All other components than have to fulfill the value proposition. It is not just the product or your services but all other building blocks. Think about it, how badly a business will perform if it claims that it has the best customer service in the world, but then treats its employers badly and you feel this on the hotline or in the shop.

Here are the core questions, you have to answer for a great value proposition.

You can either start with pain points or gain points as Alex has shown recently in a post but you should always ask what job you solve for your customer. And that can either be a pain killers or gain creators for your customers. However, focus on Customers’ jobs.

All the best to my American friends and readers. Hope this post finds you well after Sandy!

Case and figures are taken from brand eins, a great German business magazine. I did not crosscheck the information. Source: Frank Pollack “Spätes Glück” in: brand eins, Juni 2012, pp. 74-79

4 Comments

  1. I dispute that the whole cost of purchasing is the criteria for the purchasing decision.
    The costs to be considered are “total costs of ownership”.

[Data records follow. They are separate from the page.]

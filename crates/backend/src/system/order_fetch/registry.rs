use contracts::system::order_fetch::OrderFetchTaskId;
use std::collections::HashMap;
use std::sync::atomic::{AtomicBool, Ordering};
use std::sync::{Arc, Mutex, MutexGuard};

use super::error::{OrderFetchError, OrderFetchResult};

/// Флаг отмены одной задачи.
///
/// Воркер проверяет его только на границе итераций: уже начатый запрос
/// к площадке не прерывается.
#[derive(Debug, Clone, Default)]
pub struct CancellationHandle(Arc<AtomicBool>);

impl CancellationHandle {
    pub fn new() -> Self {
        Self::default()
    }

    pub fn cancel(&self) {
        self.0.store(true, Ordering::SeqCst);
    }

    pub fn is_cancelled(&self) -> bool {
        self.0.load(Ordering::SeqCst)
    }
}

/// Результат запроса на остановку
#[derive(Debug, Clone, Copy, PartialEq, Eq)]
pub enum StopOutcome {
    /// Флаг выставлен, воркер остановится на следующей итерации
    Signalled,
    /// Задача уже завершена или её хэндл потерян (например, после рестарта)
    NotActive,
}

/// Реестр выполняющихся воркеров текущего процесса.
/// Единственный канал, через который можно остановить задачу.
#[derive(Debug, Default)]
pub struct TaskRegistry {
    handles: Mutex<HashMap<OrderFetchTaskId, CancellationHandle>>,
}

impl TaskRegistry {
    pub fn new() -> Self {
        Self::default()
    }

    fn handles(&self) -> MutexGuard<'_, HashMap<OrderFetchTaskId, CancellationHandle>> {
        // The map stays consistent even if a holder panicked
        self.handles.lock().unwrap_or_else(|e| e.into_inner())
    }

    /// Регистрирует новый хэндл `{stop: false}` для задачи
    pub fn register(&self, task_id: OrderFetchTaskId) -> OrderFetchResult<CancellationHandle> {
        let mut handles = self.handles();
        if handles.contains_key(&task_id) {
            return Err(OrderFetchError::AlreadyRegistered(task_id));
        }
        let handle = CancellationHandle::new();
        handles.insert(task_id, handle.clone());
        tracing::debug!("Registered order fetch task {}", task_id);
        Ok(handle)
    }

    /// Просит воркер остановиться. Повторный вызов ничего не меняет.
    pub fn request_cancel(&self, task_id: &OrderFetchTaskId) -> StopOutcome {
        match self.handles().get(task_id) {
            Some(handle) => {
                handle.cancel();
                StopOutcome::Signalled
            }
            None => StopOutcome::NotActive,
        }
    }

    pub fn unregister(&self, task_id: &OrderFetchTaskId) -> bool {
        let removed = self.handles().remove(task_id).is_some();
        if removed {
            tracing::debug!("Unregistered order fetch task {}", task_id);
        }
        removed
    }

    pub fn is_active(&self, task_id: &OrderFetchTaskId) -> bool {
        self.handles().contains_key(task_id)
    }

    pub fn list_active(&self) -> Vec<OrderFetchTaskId> {
        self.handles().keys().copied().collect()
    }
}

#[cfg(test)]
mod tests {
    use super::*;

    #[test]
    fn register_hands_out_a_fresh_handle() {
        let registry = TaskRegistry::new();
        let id = OrderFetchTaskId::new_v4();

        let handle = registry.register(id).unwrap();
        assert!(!handle.is_cancelled());
        assert!(registry.is_active(&id));
        assert_eq!(registry.list_active(), vec![id]);
    }

    #[test]
    fn duplicate_registration_is_rejected() {
        let registry = TaskRegistry::new();
        let id = OrderFetchTaskId::new_v4();
        registry.register(id).unwrap();

        assert!(matches!(
            registry.register(id),
            Err(OrderFetchError::AlreadyRegistered(dup)) if dup == id
        ));
    }

    #[test]
    fn cancel_reaches_the_workers_handle_and_is_idempotent() {
        let registry = TaskRegistry::new();
        let id = OrderFetchTaskId::new_v4();
        let handle = registry.register(id).unwrap();

        assert_eq!(registry.request_cancel(&id), StopOutcome::Signalled);
        assert!(handle.is_cancelled());
        assert_eq!(registry.request_cancel(&id), StopOutcome::Signalled);
        assert!(handle.is_cancelled());
    }

    #[test]
    fn cancel_of_unknown_or_finished_task_is_not_active() {
        let registry = TaskRegistry::new();
        let id = OrderFetchTaskId::new_v4();
        assert_eq!(registry.request_cancel(&id), StopOutcome::NotActive);

        registry.register(id).unwrap();
        assert!(registry.unregister(&id));
        assert!(!registry.unregister(&id));
        assert_eq!(registry.request_cancel(&id), StopOutcome::NotActive);
        assert!(registry.list_active().is_empty());
    }

    #[test]
    fn concurrent_registration_from_many_threads() {
        let registry = Arc::new(TaskRegistry::new());
        let threads: Vec<_> = (0..8)
            .map(|_| {
                let registry = Arc::clone(&registry);
                std::thread::spawn(move || {
                    let id = OrderFetchTaskId::new_v4();
                    registry.register(id).unwrap();
                    registry.request_cancel(&id);
                    id
                })
            })
            .collect();

        for t in threads {
            let id = t.join().unwrap();
            assert!(registry.is_active(&id));
        }
        assert_eq!(registry.list_active().len(), 8);
    }
}
use axum::{
    routing::{get, post},
    Router,
};
use std::sync::Arc;

use crate::handlers;
use crate::system::order_fetch::OrderFetchService;

/// Маршруты API выгрузки заказов
pub fn configure_routes(service: Arc<OrderFetchService>) -> Router {
    Router::new()
        .route("/health", get(|| async { "ok" }))
        .route("/api/order-fetch/start", post(handlers::order_fetch::start))
        .route("/api/order-fetch/stop", post(handlers::order_fetch::stop))
        .route(
            "/api/order-fetch/tasks",
            get(handlers::order_fetch::list_tasks),
        )
        .route(
            "/api/order-fetch/tasks/:id",
            get(handlers::order_fetch::get_task),
        )
        .route(
            "/api/order-fetch/tasks/:id/log",
            get(handlers::order_fetch::get_task_log),
        )
        .route(
            "/api/order-fetch/order-stats",
            get(handlers::order_fetch::order_stats),
        )
        .with_state(service)
}
pub mod db;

    1. @Daniel, you are right when it comes to products that have different TCOs, but in the case I use, the TCO of all products are more or less the same, since they are simple products or even commodities. While theoretically, the TCO is a great measure, in reality other factors play an important role, particularly in a world where quarterly results count. The long term perspective is often lost in such an environment. Tx for your comment.